Fewer than 40% of Americans have a financial savings plan for life events such as weddings, college, buying a home, and retirement. Peer-to-peer lending companies offer a stable way to make your money work for your future, giving one peace of mind regarding the unexpected life events, which are sure to come and which are sure to be expensive.
Prosper launched two years before the 2008 financial crash and was the very first peer-to-peer lender in the United States. Prosper personal loans range from $2000 to $35,000 and Prosper offers repayment terms of 36- and 60-month dictions along with an origination fee and operates in the model of a notary.
Since its opening, the Prosper marketplace has funded over $6 billion, servicing over two million customers in the United States from the Prosper website. Currently, Prosper offers unsecured debt consolidation loans to qualified borrowers.
Here's a brief FOX news segment where Money Mike discusses Prosper Loans:
The industry of peer-to-peer lending (or P2P), was partially induced as a response to the financial malfeasance of the 2008 financial collapse. Many people all over the world lost everything, including savings, 401k retirement funds, and even their homes.
Whereas only a year before, banks were distributing loans to borrowers with little to no credit and even bad credit; after the crash, some individuals had a nearly impossible time finding banks that would lend money to refinance mortgages in order to keep them from living on the street. Many investors became disillusioned to the volatility of market investments and thought, instead, to put their money in a more stable market, by investing in people.
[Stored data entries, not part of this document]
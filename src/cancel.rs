use std::sync::atomic::{AtomicBool, Ordering};
use std::sync::Arc;

/// Cooperative cancellation flag shared between a caller and an operation.
///
/// Operations poll it between coarse steps; cancelling never interrupts a
/// step that is already running.
#[derive(Debug, Clone, Default)]
pub struct CancellationToken {
    cancelled: Arc<AtomicBool>,
}

impl CancellationToken {
    pub fn new() -> Self {
        Self::default()
    }

    pub fn cancel(&self) {
        self.cancelled.store(true, Ordering::SeqCst);
    }

    pub fn is_cancelled(&self) -> bool {
        self.cancelled.load(Ordering::SeqCst)
    }
}

#[cfg(test)]
mod tests {
    use super::*;

    #[test]
    fn clones_share_the_flag() {
        let token = CancellationToken::new();
        let observer = token.clone();
        assert!(!observer.is_cancelled());

        token.cancel();
        assert!(observer.is_cancelled());
    }
}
Peer-to-peer lending services connect individual borrowers with loan investors who are willing to lend. Just like the bank, P2P services lend an unsecured loan to borrowers at a predetermined rate of interest. The interest rate is lower for borrowers with very good credit and higher for those with a moderate credit score.
Many areas have to be factored in by the online lender, such as debt-to-income ratio, previous debt consolidation, credit history, outstanding student loans, the loan application and loan request amount itself and so on. Investors accrue a steady rate of return from their principal loan amount, which will continue to produce a return as long as it is being lent and the interest is being paid.
Unlike loans from banks, which may be given to individuals with bad credit at a very high-interest rate, P2P lenders do not give loans to individuals with bad credit, with one of the lowest scores accepted being 600.
Borrowing From Banks And Financial Institutions
Investing is complicated. However, the basics can be easily summed up. There are two kinds of banks, which are commercial banks and investment banks.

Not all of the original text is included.